Lucille fue a la cocina y Katy la siguió en silencio. Su madre comenzó a fregar los platos y ella la miró deseando -también por enésima vez- poder decirle algo que no abriera su herida. Sus padres nunca hablaban de Julie con ella. Jamás. Durante todos aquellos años los había sorprendido hablando del asesinato apenas unas cuantas veces y siempre habían acabado como aquel día: enfadados y llorando.
– ¿Mamá?
– No pasa nada, cariño.
Katy se acercó a ella y su madre se concentró aún más en su tarea; Katy advirtió que tenía más canas, la espalda algo más encorvada y su cutis era más grisáceo.
– ¿Tú habrías hecho eso? -preguntó Katy.
Su madre no contestó.
– ¿Habrías ayudado a Julie a huir?
Lucille Miller continuó fregando, llenó el lavavajillas, echó el detergente y puso en marcha la máquina. Katy permaneció aún un rato en la cocina, pero su madre siguió guardando silencio.
Katy subió de puntillas la escalera y oyó los sollozos angustiosos de su padre en el cuarto del ordenador; la puerta cerrada amortiguaba el sonido, pero se oían. Se detuvo para apoyar la palma de la mano en la madera y le pareció sentir las vibraciones. Su padre sollozaba siempre así, profundamente, con toda su alma. Con voz ahogada exclamaba: «¡Ya está bien, ya está bien, por favor!», una y otra vez pidiendo a un supuesto torturador que acabara con él de un balazo en la cabeza. Permaneció callada escuchando, pero los sollozos no cesaban.

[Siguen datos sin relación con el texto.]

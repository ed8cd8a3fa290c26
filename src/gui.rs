// src/gui.rs
use std::fs;
use std::path::PathBuf;
use std::sync::mpsc::{channel, Receiver, Sender};
use std::thread::JoinHandle;
use anyhow::Context;
use eframe::egui;
use egui::{Color32, DragValue, Vec2};
use egui_plot::{Line, Plot, PlotPoints};
use log::{info, warn};
use crate::calibrator::Calibrator;
use crate::config::ScopeConfig;
use crate::engine;
use crate::gates::display::NO_CROSSING;
use crate::gates::units::DELAY_LIMITS_US;
use crate::gates::{DisplayMode, DistanceUnits, SampleSpan, TimeDistance};
use crate::oscope;
use crate::types::*;
const LOG_LINES: usize = 8;
const DAC_PLOT_HEIGHT: f32 = 140.0;
// Values shown in the side panel, in display units
#[derive(Clone, Debug, Default, PartialEq)]
struct GateControls {
    title: String,
    start: f64,
    width: f64,
    level: f64,
}
#[derive(Clone, Debug, PartialEq)]
struct Controls {
    range: f64,
    delay: f64,
    mode: DisplayMode,
    tracking: bool,
    units: DistanceUnits,
    dac_enabled: bool,
    dac_locked: bool,
    gates: Vec<GateControls>,
}
impl Controls {
    fn from_calibrator(cal: &Calibrator) -> Self {
        let td = cal.units();
        let settings = cal.settings();
        Self {
            range: td.to_display(settings.range_us),
            delay: td.to_display(settings.delay_us),
            mode: settings.mode,
            tracking: settings.interface_tracking,
            units: td.units,
            dac_enabled: cal.dac_enabled(),
            dac_locked: cal.dac_locked(),
            gates: cal
                .gates()
                .iter()
                .map(|g| GateControls {
                    title: g.title.clone(),
                    start: td.to_display(g.window.start_us),
                    width: td.to_display(g.window.width_us),
                    level: g.window.level,
                })
                .collect(),
        }
    }
    fn show(&mut self, ui: &mut egui::Ui, td: TimeDistance, delete_enabled: bool, events: &mut Vec<ControlEvent>) {
        let suffix = format!(" {}", td.units.suffix());
        let decimals = td.decimals();
        let (range_lo, range_hi) = td.range_limits();
        egui::Grid::new("channel_controls").num_columns(2).show(ui, |ui| {
            ui.label("Range");
            if ui
                .add(
                    DragValue::new(&mut self.range)
                        .clamp_range(range_lo..=range_hi)
                        .speed(0.1)
                        .fixed_decimals(decimals)
                        .suffix(&suffix),
                )
                .changed()
            {
                events.push(ControlEvent::RangeChanged(td.from_display(self.range)));
            }
            ui.end_row();
            ui.label("Delay");
            let delay_hi = td.to_display(DELAY_LIMITS_US.1);
            if ui
                .add(
                    DragValue::new(&mut self.delay)
                        .clamp_range(0.0..=delay_hi)
                        .speed(0.1)
                        .fixed_decimals(decimals)
                        .suffix(&suffix),
                )
                .changed()
            {
                events.push(ControlEvent::DelayChanged(td.from_display(self.delay)));
            }
            ui.end_row();
            ui.label("Display");
            let before = self.mode;
            egui::ComboBox::from_id_source("display_mode")
                .selected_text(self.mode.label())
                .show_ui(ui, |ui| {
                    for mode in DisplayMode::ALL {
                        ui.selectable_value(&mut self.mode, mode, mode.label());
                    }
                });
            if self.mode != before {
                events.push(ControlEvent::DisplayModeChanged(self.mode));
            }
            ui.end_row();
        });
        if ui.checkbox(&mut self.tracking, "Interface tracking").changed() {
            events.push(ControlEvent::InterfaceTrackingToggled(self.tracking));
        }
        ui.horizontal(|ui| {
            let before = self.units;
            ui.selectable_value(&mut self.units, DistanceUnits::Time, "uS");
            ui.selectable_value(&mut self.units, DistanceUnits::Inches, "in");
            ui.selectable_value(&mut self.units, DistanceUnits::Millimeters, "mm");
            if self.units != before {
                events.push(ControlEvent::UnitsChanged(self.units));
            }
        });
        ui.separator();
        ui.label("GATES");
        egui::Grid::new("gate_controls").num_columns(4).show(ui, |ui| {
            ui.label("");
            ui.label("Start");
            ui.label("Width");
            ui.label("Level %");
            ui.end_row();
            for (gate, controls) in self.gates.iter_mut().enumerate() {
                ui.label(controls.title.as_str());
                if ui
                    .add(DragValue::new(&mut controls.start).clamp_range(0.0..=f64::MAX).speed(0.05).fixed_decimals(decimals))
                    .changed()
                {
                    events.push(ControlEvent::GateStartChanged {
                        gate,
                        us: td.from_display(controls.start),
                    });
                }
                if ui
                    .add(DragValue::new(&mut controls.width).clamp_range(0.0..=f64::MAX).speed(0.05).fixed_decimals(decimals))
                    .changed()
                {
                    events.push(ControlEvent::GateWidthChanged {
                        gate,
                        us: td.from_display(controls.width),
                    });
                }
                if ui
                    .add(DragValue::new(&mut controls.level).clamp_range(0.0..=100.0).speed(0.5).fixed_decimals(0))
                    .changed()
                {
                    events.push(ControlEvent::GateLevelChanged {
                        gate,
                        percent: controls.level,
                    });
                }
                ui.end_row();
            }
        });
        ui.separator();
        ui.label("DAC");
        ui.horizontal(|ui| {
            if ui.checkbox(&mut self.dac_enabled, "Enabled").changed() {
                events.push(ControlEvent::DacEnabled(self.dac_enabled));
            }
            if ui.checkbox(&mut self.dac_locked, "Locked").changed() {
                events.push(ControlEvent::DacLocked(self.dac_locked));
            }
        });
        ui.horizontal(|ui| {
            if ui
                .add_enabled(delete_enabled, egui::Button::new("Delete"))
                .clicked()
            {
                events.push(ControlEvent::DeleteSelectedDacGate);
            }
            if ui
                .add_enabled(self.dac_enabled, egui::Button::new("Delete All"))
                .clicked()
            {
                events.push(ControlEvent::DeleteAllDacGates);
            }
        });
        ui.label(
            egui::RichText::new("Right click: add point. Drag: move point.")
                .small()
                .color(Color32::GRAY),
        );
    }
}
pub struct UtScopeApp {
    calibrator: Calibrator,
    controls: Controls,
    trace: Vec<(i32, i32)>,
    is_running: bool,
    delete_enabled: bool,
    span: Option<SampleSpan>,
    snapshot_path: String,
    log_messages: Vec<String>,
    notices: Receiver<Notice>,
    frames: Receiver<ScanFrame>,
    tx_cmd: Sender<EngineCommand>,
    engine: Option<JoinHandle<()>>,
}
impl UtScopeApp {
    pub fn new(config: ScopeConfig) -> Self {
        let (tx_notice, notices) = channel();
        let (tx_frame, frames) = channel();
        let (tx_cmd, rx_cmd) = channel();
        let engine = engine::spawn_thread(tx_frame, rx_cmd);
        let calibrator = Calibrator::new(&config, tx_notice);
        tx_cmd.send(EngineCommand::Configure(calibrator.settings())).ok();
        Self {
            controls: Controls::from_calibrator(&calibrator),
            calibrator,
            trace: Vec::new(),
            is_running: false,
            delete_enabled: false,
            span: None,
            snapshot_path: "scope.png".to_owned(),
            log_messages: vec!["UT scope ready.".to_owned()],
            notices,
            frames,
            tx_cmd,
            engine: Some(engine),
        }
    }
    fn log(&mut self, msg: &str) {
        self.log_messages.push(format!("> {}", msg));
        if self.log_messages.len() > LOG_LINES {
            self.log_messages.remove(0);
        }
    }
    fn drain_notices(&mut self) {
        while let Ok(notice) = self.notices.try_recv() {
            match notice {
                Notice::Log(s) => self.log(&s),
                Notice::GatesChanged => {}
                Notice::DacProfileChanged { active } => {
                    let capacity = self.calibrator.dac().capacity();
                    self.log(&format!("DAC points: {active}/{capacity}"));
                }
                Notice::DeleteEnabled(on) => self.delete_enabled = on,
                Notice::SpanChanged(span) => self.span = Some(span),
            }
        }
    }
    fn drain_frames(&mut self) {
        // only the newest frame is worth drawing
        if let Some(frame) = self.frames.try_iter().last() {
            self.trace = self.calibrator.display_frame(&frame);
        }
    }
    fn apply(&mut self, events: Vec<ControlEvent>) {
        let before = self.calibrator.settings();
        for event in events {
            self.calibrator.handle(event);
        }
        let after = self.calibrator.settings();
        if after != before {
            self.tx_cmd.send(EngineCommand::Configure(after)).ok();
        }
        self.controls = Controls::from_calibrator(&self.calibrator);
    }
    fn save_snapshot(&self) -> anyhow::Result<PathBuf> {
        let path = PathBuf::from(self.snapshot_path.trim());
        let png = self
            .calibrator
            .snapshot(&self.trace)
            .context("rendering scope snapshot")?;
        fs::write(&path, png).with_context(|| format!("writing {}", path.display()))?;
        Ok(path)
    }
    fn dac_plot(&self, ui: &mut egui::Ui) {
        let points = self.calibrator.dac().curve_points();
        let range = self.calibrator.settings().range_us;
        Plot::new("dac_curve")
            .height(DAC_PLOT_HEIGHT)
            .include_x(0.0)
            .include_x(range)
            .include_y(0.0)
            .include_y(100.0)
            .allow_drag(false)
            .allow_zoom(false)
            .show(ui, |plot_ui| {
                if !points.is_empty() {
                    plot_ui.line(Line::new(PlotPoints::new(points)).name("DAC (us, %)").color(Color32::YELLOW));
                }
            });
    }
}
impl eframe::App for UtScopeApp {
    fn update(&mut self, ctx: &egui::Context, _frame: &mut eframe::Frame) {
        self.drain_notices();
        self.drain_frames();
        if self.is_running {
            ctx.request_repaint();
        }
        let mut events = Vec::new();
        let td = self.calibrator.units();
        egui::SidePanel::left("controls").min_width(300.0).show(ctx, |ui| {
            ui.add_space(10.0);
            ui.heading("UT Scope");
            ui.separator();
            let run_txt = if self.is_running { "STOP" } else { "START" };
            if ui.button(run_txt).clicked() {
                let cmd = if self.is_running {
                    EngineCommand::Stop
                } else {
                    EngineCommand::Start
                };
                self.tx_cmd.send(cmd).ok();
                self.is_running = !self.is_running;
            }
            ui.separator();
            self.controls.show(ui, td, self.delete_enabled, &mut events);
            ui.separator();
            let dac = self.calibrator.dac();
            if let Some(gate) = dac.selected().and_then(|i| dac.gate(i)) {
                ui.label(format!("Selected: {}", gate.title));
            }
            let crossing = self.calibrator.display().crossing_marker_x();
            if crossing != NO_CROSSING {
                ui.label(format!("Interface at {crossing} px"));
            }
            if let Some(span) = self.span {
                ui.label(format!("Digitizer span: {} .. {} samples", span.first, span.last));
            }
            ui.horizontal(|ui| {
                ui.text_edit_singleline(&mut self.snapshot_path);
                if ui.button("Snapshot").clicked() {
                    let msg = match self.save_snapshot() {
                        Ok(path) => {
                            info!("snapshot saved to {}", path.display());
                            format!("Saved {}", path.display())
                        }
                        Err(err) => {
                            warn!("snapshot failed: {err:#}");
                            format!("Snapshot failed: {err:#}")
                        }
                    };
                    self.log(&msg);
                }
            });
            ui.add_space(10.0);
            egui::ScrollArea::vertical().max_height(120.0).show(ui, |ui| {
                for m in &self.log_messages {
                    ui.monospace(m);
                }
            });
        });
        egui::CentralPanel::default().show(ctx, |ui| {
            let available = ui.available_size();
            let size = Vec2::new(
                available.x.max(100.0),
                (available.y - DAC_PLOT_HEIGHT - 10.0).max(100.0),
            );
            let overlay = self.calibrator.overlay();
            let scope = oscope::draw_scope(ui, &self.trace, &overlay, size);
            let canvas = self.calibrator.display().canvas();
            if scope.canvas != canvas {
                events.push(ControlEvent::CanvasResized {
                    width: scope.canvas.width,
                    height: scope.canvas.height,
                });
            }
            events.extend(scope.pointer.into_iter().map(ControlEvent::Pointer));
            ui.add_space(10.0);
            self.dac_plot(ui);
        });
        if !events.is_empty() {
            self.apply(events);
        }
    }
}
impl Drop for UtScopeApp {
    fn drop(&mut self) {
        self.tx_cmd.send(EngineCommand::Shutdown).ok();
        if let Some(handle) = self.engine.take() {
            if handle.join().is_err() {
                warn!("simulator thread panicked");
            }
        }
    }
}
// src/config.rs
use std::fs;
use std::path::{Path, PathBuf};
use log::info;
use serde::{Deserialize, Serialize};
use crate::gates::{
    CanvasSize, ChannelSettings, DistanceUnits, Gate, GateSet, ScopeError, TimeDistance,
    MAX_DAC_GATES,
};
/// Environment variable consulted when no path is given on the command line.
pub const CONFIG_ENV: &str = "UTSCOPE_CONFIG";
#[derive(Clone, Debug, PartialEq, Serialize, Deserialize)]
pub struct GateConfig {
    pub title: String,
    pub start_us: f64,
    pub width_us: f64,
    pub level: f64,
}
impl GateConfig {
    fn new(title: &str, start_us: f64, width_us: f64, level: f64) -> Self {
        Self {
            title: title.to_owned(),
            start_us,
            width_us,
            level,
        }
    }
}
#[derive(Clone, Debug, PartialEq, Serialize, Deserialize)]
#[serde(default)]
pub struct ScopeConfig {
    pub canvas: CanvasSize,
    pub channel: ChannelSettings,
    /// First entry is the interface gate.
    pub gates: Vec<GateConfig>,
    pub dac_capacity: usize,
    pub units: DistanceUnits,
    /// Sound velocity in the selected distance unit per μs.
    pub velocity: f64,
}
impl Default for ScopeConfig {
    fn default() -> Self {
        Self {
            canvas: CanvasSize::default(),
            channel: ChannelSettings::default(),
            gates: vec![
                GateConfig::new("Interface", 5.0, 4.0, 40.0),
                GateConfig::new("Flaw 1", 20.0, 10.0, 50.0),
                GateConfig::new("Flaw 2", 35.0, 10.0, 30.0),
            ],
            dac_capacity: MAX_DAC_GATES,
            units: DistanceUnits::Time,
            velocity: TimeDistance::default().velocity_per_us,
        }
    }
}
impl ScopeConfig {
    pub fn load(path: &Path) -> Result<Self, ScopeError> {
        let text = fs::read_to_string(path)?;
        let config: ScopeConfig = serde_json::from_str(&text)?;
        config.validate()?;
        info!("loaded config from {}", path.display());
        Ok(config)
    }
    /// Path from the first CLI argument, else from [`CONFIG_ENV`].
    pub fn locate(arg: Option<String>) -> Option<PathBuf> {
        arg.or_else(|| std::env::var(CONFIG_ENV).ok())
            .filter(|p| !p.trim().is_empty())
            .map(PathBuf::from)
    }
    pub fn validate(&self) -> Result<(), ScopeError> {
        if self.canvas.width <= 0 || self.canvas.height <= 0 {
            return Err(ScopeError::InvalidCanvas {
                width: self.canvas.width,
                height: self.canvas.height,
            });
        }
        if self.gates.is_empty() {
            return Err(ScopeError::NoGates);
        }
        if self.dac_capacity == 0 || self.dac_capacity > MAX_DAC_GATES {
            return Err(ScopeError::DacCapacity {
                max: MAX_DAC_GATES,
                actual: self.dac_capacity,
            });
        }
        if !(self.channel.us_per_sample > 0.0) {
            return Err(ScopeError::InvalidSamplePeriod);
        }
        Ok(())
    }
    pub fn gate_set(&self) -> GateSet {
        GateSet::new(
            self.gates
                .iter()
                .map(|g| Gate::new(g.title.clone(), g.start_us, g.width_us, g.level))
                .collect(),
        )
    }
    pub fn time_distance(&self) -> TimeDistance {
        TimeDistance {
            units: self.units,
            velocity_per_us: self.velocity,
        }
    }
}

Al cabo de un rato no pudo más y continuó hasta su cuarto, metió su ropa en una mochila y se dispuso a acabar con aquello de una vez para siempre.
Seguía sentado a oscuras con las rodillas pegadas al pecho.
Era ya casi medianoche. Esperaba ansioso una llamada. Normalmente habría desconectado el teléfono, pero mi rechazo de la realidad era tan potente que abrigaba la esperanza de que acaso Pistillo llamase para decirme que todo era un error. La mente funciona así. Trata de encontrar una alternativa. Hace tratos con Dios. Promesas. Intenta convencerse de que puede haber un indulto, que todo ha sido un sueño, una horrible pesadilla y que de algún modo se puede volver atrás.